##### The records

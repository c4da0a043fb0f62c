use chrono::{Local, Utc};
use clap::{Arg, ArgMatches, Command};
use log::LevelFilter;
use mail_briefing::config::loader::load_config_or_default;
use mail_briefing::rules::RuleEngine;
use mail_briefing::scheduling::{suggest_meeting_times, DEFAULT_SUGGESTIONS};
use mail_briefing::summary::build_provider;
use mail_briefing::text::truncate_chars;
use mail_briefing::{Assistant, ClassifiedEmail, Config, JsonMailbox, Summary};
use serde::Serialize;
use std::process;
use std::str::FromStr;

#[tokio::main]
async fn main() {
    let matches = Command::new("mail-briefing")
        .version(env!("CARGO_PKG_VERSION"))
        .about("Prioritize recent email, extract tasks and summarize the inbox")
        .arg(
            Arg::new("config")
                .short('c')
                .long("config")
                .value_name("FILE")
                .help("Configuration file path")
                .default_value("mail-briefing.yaml"),
        )
        .arg(
            Arg::new("generate-config")
                .long("generate-config")
                .value_name("FILE")
                .help("Generate a default configuration file")
                .action(clap::ArgAction::Set),
        )
        .arg(
            Arg::new("test-config")
                .long("test-config")
                .help("Validate the configuration and exit")
                .action(clap::ArgAction::SetTrue),
        )
        .arg(
            Arg::new("emails")
                .short('e')
                .long("emails")
                .value_name("FILE")
                .help("JSON file with exported messages")
                .action(clap::ArgAction::Set),
        )
        .arg(
            Arg::new("json")
                .long("json")
                .help("Print results as JSON")
                .action(clap::ArgAction::SetTrue),
        )
        .arg(
            Arg::new("summary")
                .long("summary")
                .value_name("ID")
                .help("Summarize one email")
                .action(clap::ArgAction::Set),
        )
        .arg(
            Arg::new("regenerate")
                .long("regenerate")
                .help("Ignore cached summaries for --summary or --briefing")
                .action(clap::ArgAction::SetTrue),
        )
        .arg(
            Arg::new("briefing")
                .long("briefing")
                .help("Summarize the whole inbox")
                .action(clap::ArgAction::SetTrue),
        )
        .arg(
            Arg::new("stats")
                .long("stats")
                .help("Show inbox statistics")
                .action(clap::ArgAction::SetTrue),
        )
        .arg(
            Arg::new("tasks")
                .long("tasks")
                .value_name("ID")
                .help("List tasks found in one email")
                .action(clap::ArgAction::Set),
        )
        .arg(
            Arg::new("explain")
                .long("explain")
                .value_name("ID")
                .help("Show how one email's priority score was computed")
                .action(clap::ArgAction::Set),
        )
        .arg(
            Arg::new("suggest-times")
                .long("suggest-times")
                .help("Suggest meeting slots on the next business days")
                .action(clap::ArgAction::SetTrue),
        )
        .arg(
            Arg::new("health")
                .long("health")
                .help("Show provider and cache status")
                .action(clap::ArgAction::SetTrue),
        )
        .arg(
            Arg::new("verbose")
                .short('v')
                .long("verbose")
                .help("Enable verbose logging")
                .action(clap::ArgAction::SetTrue),
        )
        .get_matches();

    let config_path = matches
        .get_one::<String>("config")
        .map(String::as_str)
        .unwrap_or("mail-briefing.yaml");

    let log_level = if matches.get_flag("verbose") {
        LevelFilter::Debug
    } else {
        configured_level(config_path).unwrap_or(LevelFilter::Info)
    };

    env_logger::Builder::from_default_env()
        .filter_level(log_level)
        .init();

    if let Some(generate_path) = matches.get_one::<String>("generate-config") {
        generate_default_config(generate_path);
        return;
    }

    let config = match load_config_or_default(config_path) {
        Ok(config) => config,
        Err(e) => {
            eprintln!("Error loading configuration: {e:#}");
            process::exit(1);
        }
    };

    if matches.get_flag("test-config") {
        test_config(&config);
        return;
    }

    if matches.get_flag("suggest-times") {
        print_meeting_times(matches.get_flag("json"));
        return;
    }

    let assistant = match Assistant::from_config(&config) {
        Ok(assistant) => assistant,
        Err(e) => {
            eprintln!("❌ Failed to initialize: {e:#}");
            process::exit(1);
        }
    };

    if let Some(path) = matches.get_one::<String>("emails") {
        let mailbox = JsonMailbox::new(path, config.mailbox.clone());
        if let Err(e) = assistant.refresh(&mailbox, Utc::now()) {
            eprintln!("❌ Failed to load emails: {e:#}");
            process::exit(1);
        }
    } else if !matches.get_flag("health") {
        eprintln!("No emails loaded; pass --emails FILE");
        process::exit(1);
    }

    run(&assistant, &matches).await;
}

async fn run(assistant: &Assistant, matches: &ArgMatches) {
    let json = matches.get_flag("json");
    let regenerate = matches.get_flag("regenerate");

    if matches.get_flag("health") {
        let health = assistant.health();
        if json {
            print_json(&health);
        } else {
            println!("🩺 Health");
            println!("═══════════════════════════════════════");
            match &health.provider {
                Some(name) => println!("  Provider: {name}"),
                None => println!("  Provider: not configured (fallback summaries)"),
            }
            println!("  Classified emails: {}", health.classified_emails);
            println!(
                "  Cached summaries: {}/{}",
                health.cached_summaries, health.cache_capacity
            );
        }
        return;
    }

    if let Some(id) = matches.get_one::<String>("tasks") {
        match assistant.tasks_for(id) {
            Ok(tasks) if json => print_json(&tasks),
            Ok(tasks) if tasks.is_empty() => println!("No tasks found in {id}"),
            Ok(tasks) => {
                println!("📅 Tasks in {id}:");
                for task in tasks {
                    match task.time_hint {
                        Some(hint) => println!("  • {} [{}]", task.description, hint),
                        None => println!("  • {}", task.description),
                    }
                }
            }
            Err(e) => {
                eprintln!("❌ {e}");
                process::exit(1);
            }
        }
        return;
    }

    if let Some(id) = matches.get_one::<String>("explain") {
        match assistant.explain(id) {
            Ok(breakdown) if json => print_json(&breakdown),
            Ok(Some(breakdown)) => {
                println!("🔍 Priority for {id}:");
                println!("  {}", breakdown.evidence());
            }
            Ok(None) => println!("{id} is blank; neutral classification"),
            Err(e) => {
                eprintln!("❌ {e}");
                process::exit(1);
            }
        }
        return;
    }

    if let Some(id) = matches.get_one::<String>("summary") {
        let result = if regenerate {
            assistant.regenerate_summary(id).await
        } else {
            assistant.email_summary(id).await
        };
        match result {
            Ok(summary) if json => print_json(&summary),
            Ok(summary) => print_summary(&summary),
            Err(e) => {
                eprintln!("❌ {e}");
                process::exit(1);
            }
        }
        return;
    }

    if matches.get_flag("briefing") {
        let result = if regenerate {
            assistant.regenerate_briefing().await
        } else {
            assistant.briefing().await
        };
        match result {
            Ok(briefing) if json => print_json(&briefing),
            Ok(briefing) => {
                print_summary(&briefing.summary);
                println!();
                print_stats(&briefing.stats);
            }
            Err(e) => {
                eprintln!("❌ {e}");
                process::exit(1);
            }
        }
        return;
    }

    if matches.get_flag("stats") {
        let stats = assistant.statistics();
        if json {
            print_json(&stats);
        } else {
            print_stats(&stats);
        }
        return;
    }

    let emails = assistant.emails();
    if json {
        print_json(&emails);
    } else {
        print_table(&emails);
    }
}

fn configured_level(path: &str) -> Option<LevelFilter> {
    if !std::path::Path::new(path).exists() {
        return None;
    }
    let config = Config::from_file(path).ok()?;
    LevelFilter::from_str(&config.logging?.level).ok()
}

fn generate_default_config(path: &str) {
    let config = Config::default();
    match config.to_file(path) {
        Ok(()) => {
            println!("Default configuration written to: {path}");
            println!("Please edit the configuration file to suit your needs.");
        }
        Err(e) => {
            eprintln!("Error writing configuration file: {e:#}");
            process::exit(1);
        }
    }
}

fn test_config(config: &Config) {
    println!("🔍 Testing configuration...");
    println!();

    if let Err(e) = config.validate() {
        println!("❌ Configuration validation failed:");
        println!("Error: {e:#}");
        process::exit(1);
    }
    if let Err(e) = RuleEngine::new(&config.classification) {
        println!("❌ Classification patterns failed to compile:");
        println!("Error: {e:#}");
        process::exit(1);
    }

    let weights = &config.classification.weights;
    println!("Important senders: {}", config.classification.important_senders.len());
    println!(
        "Priority weights: base {:.2}, density {:.2}, tasks {:.2}, importance {:.2}",
        weights.base, weights.keyword_density, weights.task_bonus, weights.importance_bonus
    );
    println!(
        "Highest score without tasks: {:.2}",
        weights.ceiling_without_tasks()
    );
    match build_provider(&config.provider) {
        Some(provider) => println!("Summary provider: {}", provider.name()),
        None => println!("Summary provider: none (fallback summaries only)"),
    }
    println!("✅ Configuration is valid");
}

fn print_meeting_times(json: bool) {
    let slots = suggest_meeting_times(Local::now().naive_local(), DEFAULT_SUGGESTIONS);
    if json {
        print_json(&slots);
        return;
    }
    println!("📅 Suggested meeting times:");
    for slot in slots {
        println!("  • {}", slot.format("%a %Y-%m-%d %H:%M"));
    }
}

fn print_table(emails: &[ClassifiedEmail]) {
    println!("📬 {} emails", emails.len());
    println!("═══════════════════════════════════════");
    println!(
        "{:<12} {:>5} {:<6} {:<5} {:<4} {:<20} {:<36} Labels",
        "ID", "Score", "Band", "Tasks", "Imp", "From", "Subject"
    );
    for email in emails {
        let c = &email.classification;
        let labels: Vec<&str> = c.labels.iter().map(String::as_str).collect();
        println!(
            "{:<12} {:>5.2} {:<6} {:<5} {:<4} {:<20} {:<36} {}",
            truncate_chars(email.id(), 12),
            c.priority_score,
            c.band().as_str(),
            if c.has_tasks { "yes" } else { "" },
            if c.is_important { "!" } else { "" },
            truncate_chars(&email.email.sender_name(), 20),
            truncate_chars(email.email.subject.trim(), 36),
            labels.join(",")
        );
    }
}

fn print_summary(summary: &Summary) {
    let source = if summary.generated_with_ai {
        "AI summary".to_string()
    } else {
        match &summary.fallback_reason {
            Some(reason) => format!("basic summary, {reason}"),
            None => "basic summary".to_string(),
        }
    };
    let cached = if summary.from_cache { ", cached" } else { "" };
    println!(
        "📝 {} ({}, {} words{})",
        summary.identifier,
        source,
        summary.word_count(),
        cached
    );
    println!("═══════════════════════════════════════");
    println!("{}", summary.text);
}

fn print_stats(stats: &mail_briefing::InboxStats) {
    println!("📊 Inbox Statistics");
    println!("═══════════════════════════════════════");
    println!("  Total: {}", stats.total);
    println!("  ├─ High priority: {}", stats.high_priority);
    println!("  ├─ With tasks: {}", stats.with_tasks);
    println!("  └─ Important: {}", stats.important);
    if !stats.top_labels.is_empty() {
        println!();
        println!("  Top labels:");
        for label in &stats.top_labels {
            println!("    {:<12} {}", label.label, label.count);
        }
    }
}

fn print_json<T: Serialize>(value: &T) {
    match serde_json::to_string_pretty(value) {
        Ok(json) => println!("{json}"),
        Err(e) => {
            eprintln!("❌ Failed to serialize output: {e}");
            process::exit(1);
        }
    }
}
//! The single error type shared by the parser and the evaluation engine.
//!
//! Every fatal condition carries a [`CalcErrorKind`], an optional human
//! message, and (where known) the grid location it arose at. There are no
//! recoverable errors anywhere in the core: a parse error aborts the whole
//! document, an evaluation error aborts the whole pass.

use std::{error::Error, fmt};

#[cfg(feature = "serde")]
use serde::{Deserialize, Serialize};

/// Closed set of failure categories.
#[cfg_attr(feature = "serde", derive(Serialize, Deserialize))]
#[derive(Debug, Copy, Clone, PartialEq, Eq, Hash)]
pub enum CalcErrorKind {
    /// Malformed document or formula text.
    Parse,
    /// Function name missing from the registry.
    UnknownFunction,
    /// Operand or argument of an unsupported type, or wrong arity.
    TypeMismatch,
    /// Label not visible from the referencing row.
    UnresolvedLabel,
    /// `^^` used in the first row.
    CopyAtRowZero,
    /// `X^v` scanned past the top of the grid without finding the column.
    ColumnNotFound,
    /// Zero divisor in `/`.
    DivisionByZero,
    /// Reference target outside the grid or past a short row's width.
    OutOfBounds,
    /// A cell's formula depends on the cell itself.
    CyclicReference,
}

impl fmt::Display for CalcErrorKind {
    fn fmt(&self, f: &mut fmt::Formatter<'_>) -> fmt::Result {
        f.write_str(match self {
            Self::Parse => "parse error",
            Self::UnknownFunction => "unknown function",
            Self::TypeMismatch => "type mismatch",
            Self::UnresolvedLabel => "unresolved label",
            Self::CopyAtRowZero => "copy above at row 0",
            Self::ColumnNotFound => "column not found",
            Self::DivisionByZero => "division by zero",
            Self::OutOfBounds => "reference out of bounds",
            Self::CyclicReference => "cyclic reference",
        })
    }
}

/// 0-based grid coordinates of the cell an error arose at.
#[cfg_attr(feature = "serde", derive(Serialize, Deserialize))]
#[derive(Debug, Copy, Clone, PartialEq, Eq, Hash)]
pub struct CellLocation {
    pub row: usize,
    pub col: usize,
}

#[cfg_attr(feature = "serde", derive(Serialize, Deserialize))]
#[derive(Debug, Clone, PartialEq, Eq, Hash)]
pub struct CalcError {
    pub kind: CalcErrorKind,
    pub message: Option<String>,
    pub location: Option<CellLocation>,
}

impl From<CalcErrorKind> for CalcError {
    fn from(kind: CalcErrorKind) -> Self {
        Self {
            kind,
            message: None,
            location: None,
        }
    }
}

impl CalcError {
    pub fn new(kind: CalcErrorKind) -> Self {
        kind.into()
    }

    /// Attach a human-readable explanation.
    pub fn with_message<S: Into<String>>(mut self, msg: S) -> Self {
        self.message = Some(msg.into());
        self
    }

    /// Attach the grid coordinates the error arose at. Keeps an already
    /// recorded location, so the innermost cell wins as the error bubbles
    /// up through reference chains.
    pub fn with_location(mut self, row: usize, col: usize) -> Self {
        if self.location.is_none() {
            self.location = Some(CellLocation { row, col });
        }
        self
    }
}

impl fmt::Display for CalcError {
    fn fmt(&self, f: &mut fmt::Formatter<'_>) -> fmt::Result {
        write!(f, "{}", self.kind)?;
        if let Some(ref msg) = self.message {
            write!(f, ": {msg}")?;
        }
        if let Some(loc) = self.location {
            write!(f, " (row {}, col {})", loc.row, loc.col)?;
        }
        Ok(())
    }
}

impl Error for CalcError {}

##########

### Task goal
Precisely reproduce the lines of the entries, beginning at the first and ending at the one containing "use mail_briefing::text::truncate_chars;". Add nothing.

### Exercise answer
repository c4da0a043fb0f62c
use chrono::{Local, Utc};
use clap::{Arg, ArgMatches, Command};
use log::LevelFilter;
use mail_briefing::config::loader::load_config_or_default;
use mail_briefing::rules::RuleEngine;
use mail_briefing::scheduling::{suggest_meeting_times, DEFAULT_SUGGESTIONS};
use mail_briefing::summary::build_provider;
use mail_briefing::text::truncate_chars;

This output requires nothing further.